# Why Does the fish do this?



## wwh2694 (Aug 15, 2008)

I came home this morning and this it what I saw...


----------



## Zapins (Jul 28, 2004)

Hmmm.... that looks bad.

Crazy fish.

What type of fish is it? A tetra?

Is it still alive?


----------



## zachary908 (Sep 24, 2011)

Looks like a Rummy nose to me.  That sucks...


----------



## tae2610 (Sep 9, 2009)

wow I never see this move before lol


----------



## wwh2694 (Aug 15, 2008)

Yup its a rummy nose. I feed them 2-3 times a day and i dont think is looking for food. Its probably an odd ball one.
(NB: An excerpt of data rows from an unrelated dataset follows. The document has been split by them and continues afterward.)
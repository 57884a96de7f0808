//! Page modules for route-level screens.
//!
//! ARCHITECTURE
//! ============
//! Each page owns route-scoped orchestration (form state, requests,
//! redirects) and delegates shared chrome to `components`.

pub mod forgot_password;
pub mod landing;
pub mod login;
pub mod register;
pub mod reset_password;
pub mod retina_scan;
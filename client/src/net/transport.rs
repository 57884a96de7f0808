//! Browser [`Transport`] backed by `gloo-net` (`fetch`).
//!
//! Without `csr` every send fails with a transport error, so pages and
//! their helpers still compile and degrade to their error paths natively.
//!
//! ERROR HANDLING
//! ==============
//! `fetch` rejections, body construction failures, and timeouts all map to
//! [`ApiError::Transport`]; non-2xx statuses are returned as responses and
//! classified by the caller.

#[cfg(test)]
#[path = "transport_test.rs"]
mod transport_test;

use std::time::Duration;

use async_trait::async_trait;
use retina::{ApiError, ApiRequest, ApiResponse, AppConfig, Transport};

#[cfg(not(feature = "csr"))]
const UNAVAILABLE: &str = "HTTP is only available in the browser";

#[cfg(any(test, feature = "csr"))]
fn timeout_message(limit: Duration) -> String {
    format!("request timed out after {}s", limit.as_secs())
}

#[derive(Clone, Copy, Debug, Default)]
pub struct GlooTransport {
    timeout: Option<Duration>,
}

impl GlooTransport {
    #[must_use]
    pub fn new(config: &AppConfig) -> Self {
        Self { timeout: config.request_timeout }
    }
}

#[cfg(feature = "csr")]
fn js_error(e: &wasm_bindgen::JsValue) -> ApiError {
    ApiError::Transport(format!("{e:?}"))
}

#[cfg(feature = "csr")]
fn form_data(file: &retina::http::MultipartFile) -> Result<web_sys::FormData, ApiError> {
    let form = web_sys::FormData::new().map_err(|e| js_error(&e))?;
    let bytes = js_sys::Uint8Array::from(file.bytes.as_slice());
    let options = web_sys::BlobPropertyBag::new();
    options.set_type(&file.mime);
    let blob = web_sys::Blob::new_with_u8_array_sequence_and_options(&js_sys::Array::of1(&bytes), &options)
        .map_err(|e| js_error(&e))?;
    form.append_with_blob_and_filename(&file.field, &blob, &file.filename)
        .map_err(|e| js_error(&e))?;
    Ok(form)
}

#[cfg(feature = "csr")]
async fn fetch(request: ApiRequest) -> Result<ApiResponse, ApiError> {
    use gloo_net::http::Request;
    use retina::http::{Method, RequestBody};

    let transport_error = |e: gloo_net::Error| ApiError::Transport(e.to_string());

    let mut builder = match request.method {
        Method::Get => Request::get(&request.url),
        Method::Post => Request::post(&request.url),
        Method::Delete => Request::delete(&request.url),
    };
    if let Some(value) = request.authorization() {
        builder = builder.header("Authorization", &value);
    }
    let prepared = match &request.body {
        RequestBody::Empty => builder.build(),
        RequestBody::Json(value) => builder.json(value),
        RequestBody::Multipart(file) => builder.body(form_data(file)?),
    }
    .map_err(transport_error)?;

    let resp = prepared.send().await.map_err(transport_error)?;
    let status = resp.status();
    let body = resp.text().await.map_err(transport_error)?;
    log::debug!("{} {} -> {status}", request.method.as_str(), request.url);
    Ok(ApiResponse::new(status, body))
}

#[async_trait(?Send)]
impl Transport for GlooTransport {
    async fn send(&self, request: ApiRequest) -> Result<ApiResponse, ApiError> {
        #[cfg(feature = "csr")]
        {
            use futures::future::{Either, select};

            let Some(limit) = self.timeout else {
                return fetch(request).await;
            };
            let call = Box::pin(fetch(request));
            let deadline = Box::pin(gloo_timers::future::sleep(limit));
            match select(call, deadline).await {
                Either::Left((result, _)) => result,
                Either::Right(_) => {
                    log::warn!("{}", timeout_message(limit));
                    Err(ApiError::Transport(timeout_message(limit)))
                }
            }
        }
        #[cfg(not(feature = "csr"))]
        {
            let _ = (request, self.timeout);
            Err(ApiError::Transport(UNAVAILABLE.to_owned()))
        }
    }
}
Hes RIP already when i tried to take him out that took me 30min to figure it out how to remove him.


----------



## fishyjoe24 (May 18, 2010)

out-take? c02? wow crazy, i know rummy knows aren't to hardy of a tetra.. could of possible went in to shock, where did you get your rummy nose from.


----------



## Zapins (Jul 28, 2004)

I think you might have just taken 1st place for world's smallest nano aquarium.


----------



## wwh2694 (Aug 15, 2008)

I got them at true percula.


----------



## walterk (Feb 13, 2010)

Darwin Award winner of the Tetras.


----------



## digital_gods (Apr 23, 2010)

I second that motion. All in favor say "I".


----------



## fishyjoe24 (May 18, 2010)

I rummys are on sale at petsmart.. also saw xp1s 60.00 xp2 90.00 and xp3 114.00 and xp3 116.00 reduced to clear. plano store.


----------



## wwh2694 (Aug 15, 2008)

Thanks fishjoe.. I will try to go there and see some rummynose. I love this fish they school together with my rosaline shark.


----------